[Dataset entries]
━━━━━━━━━━━━━━━━

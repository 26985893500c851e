use crate::error::{ParallelErr, Result};
use crate::group::{LocalGroup, ProcessGroup};

/// The distributed-compute framework this crate configures.
///
/// Device placement and collective communication live behind this trait; the
/// crate only decides how many participants there are and when they meet.
pub trait Backend: Sync {
    type Group: ProcessGroup;

    /// Amount of compute devices visible to this process.
    fn device_count(&self) -> usize;

    /// Makes `device` the current device of the calling participant.
    fn set_device(&self, device: usize) -> Result<()>;

    /// Returns the (not yet joined) process group handle for `rank`.
    fn process_group(&self, rank: usize) -> Result<Self::Group>;
}

/// Runs every participant as a thread of the current process.
#[derive(Debug, Clone)]
pub struct LocalBackend {
    devices: usize,
    group: LocalGroup,
}

impl LocalBackend {
    pub fn new(devices: usize) -> Self {
        Self {
            devices,
            group: LocalGroup::new(devices),
        }
    }
}

impl Backend for LocalBackend {
    type Group = LocalGroup;

    fn device_count(&self) -> usize {
        self.devices
    }

    fn set_device(&self, device: usize) -> Result<()> {
        if device >= self.devices {
            return Err(ParallelErr::InvalidConfig(format!(
                "device {device} out of range, {} device(s) available",
                self.devices
            )));
        }

        Ok(())
    }

    fn process_group(&self, _rank: usize) -> Result<LocalGroup> {
        Ok(self.group.clone())
    }
}
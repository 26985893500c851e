use std::{
    env,
    fs::File,
    io::{self, Read, Seek, SeekFrom, Write},
    os::fd::{AsRawFd, FromRawFd, OwnedFd},
};

use orchestra_parallel::launch::ENV_RESULT_PATH;

/// Writes straight to the stdout descriptor, bypassing the test harness capture.
pub fn emit(marker: &str) {
    let mut out = io::stdout();
    out.write_all(marker.as_bytes()).unwrap();
    out.write_all(b"\n").unwrap();
    out.flush().unwrap();
}

/// Everything written to fd 1 while `f` runs, child processes included.
///
/// A spawned worker process runs `f` untouched so its output lands in the
/// parent's capture.
pub fn capture_stdout(f: impl FnOnce()) -> String {
    if env::var_os(ENV_RESULT_PATH).is_some() {
        f();
        return String::new();
    }

    let mut file = tempfile::tempfile().unwrap();
    io::stdout().flush().unwrap();

    let saved = unsafe {
        let raw = libc::dup(libc::STDOUT_FILENO);
        assert!(raw >= 0);
        OwnedFd::from_raw_fd(raw)
    };
    assert!(unsafe { libc::dup2(file.as_raw_fd(), libc::STDOUT_FILENO) } >= 0);

    f();

    io::stdout().flush().unwrap();
    assert!(unsafe { libc::dup2(saved.as_raw_fd(), libc::STDOUT_FILENO) } >= 0);

    read_all(&mut file)
}

fn read_all(file: &mut File) -> String {
    let mut captured = String::new();
    file.seek(SeekFrom::Start(0)).unwrap();
    file.read_to_string(&mut captured).unwrap();
    captured
}
use crate::error::{ParallelErr, Result};

/// An indexable, read-only collection of samples.
///
/// Loading threads call `get` concurrently, hence the `Sync` bound.
pub trait Dataset: Sync {
    type Item: Send;

    fn len(&self) -> usize;

    fn is_empty(&self) -> bool {
        self.len() == 0
    }

    /// Returns the sample at `idx`.
    ///
    /// # Errors
    /// Returns `IndexOutOfBounds` past the end, or whatever the backing storage fails with.
    fn get(&self, idx: usize) -> Result<Self::Item>;
}

/// A minimal in-memory dataset of `(x, y)` pairs.
#[derive(Debug, Clone)]
pub struct InMemoryDataset<X, Y> {
    xs: Vec<X>,
    ys: Vec<Y>,
}

impl<X, Y> InMemoryDataset<X, Y> {
    /// Creates a new dataset from owned buffers.
    ///
    /// # Errors
    /// Returns `InvalidConfig` if `xs` and `ys` differ in length.
    pub fn new(xs: Vec<X>, ys: Vec<Y>) -> Result<Self> {
        if xs.len() != ys.len() {
            return Err(ParallelErr::InvalidConfig(format!(
                "inputs ({}) and targets ({}) must have the same length",
                xs.len(),
                ys.len()
            )));
        }

        Ok(Self { xs, ys })
    }

    #[inline]
    pub fn xs(&self) -> &[X] {
        &self.xs
    }

    #[inline]
    pub fn ys(&self) -> &[Y] {
        &self.ys
    }
}

impl<X, Y> Dataset for InMemoryDataset<X, Y>
where
    X: Clone + Send + Sync,
    Y: Clone + Send + Sync,
{
    type Item = (X, Y);

    #[inline]
    fn len(&self) -> usize {
        self.xs.len()
    }

    fn get(&self, idx: usize) -> Result<Self::Item> {
        match (self.xs.get(idx), self.ys.get(idx)) {
            (Some(x), Some(y)) => Ok((x.clone(), y.clone())),
            _ => Err(ParallelErr::IndexOutOfBounds {
                index: idx,
                len: self.len(),
            }),
        }
    }
}

impl<T: Dataset + ?Sized> Dataset for Box<T> {
    type Item = T::Item;

    fn len(&self) -> usize {
        (**self).len()
    }

    fn get(&self, idx: usize) -> Result<Self::Item> {
        (**self).get(idx)
    }
}
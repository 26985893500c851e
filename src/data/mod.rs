pub mod dataloader;
pub mod dataset;
pub mod folder;
pub mod shard;
pub mod transform;

pub use dataloader::{Batches, ShardedDataLoader};
pub use dataset::{Dataset, InMemoryDataset};
pub use folder::{ImageFolder, LabeledSample};
pub use shard::{DistributedSampler, ShardSpec, shard_range};
pub use transform::{Identity, Then, Transform, TransformExt};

━━━━━━━━━━━━━━━━

Identify all lines in the records above with the word "Sync".

pub trait Backend: Sync {
/// Loading threads call `get` concurrently, hence the `Sync` bound.
pub trait Dataset: Sync {
    X: Clone + Send + Sync,
    Y: Clone + Send + Sync,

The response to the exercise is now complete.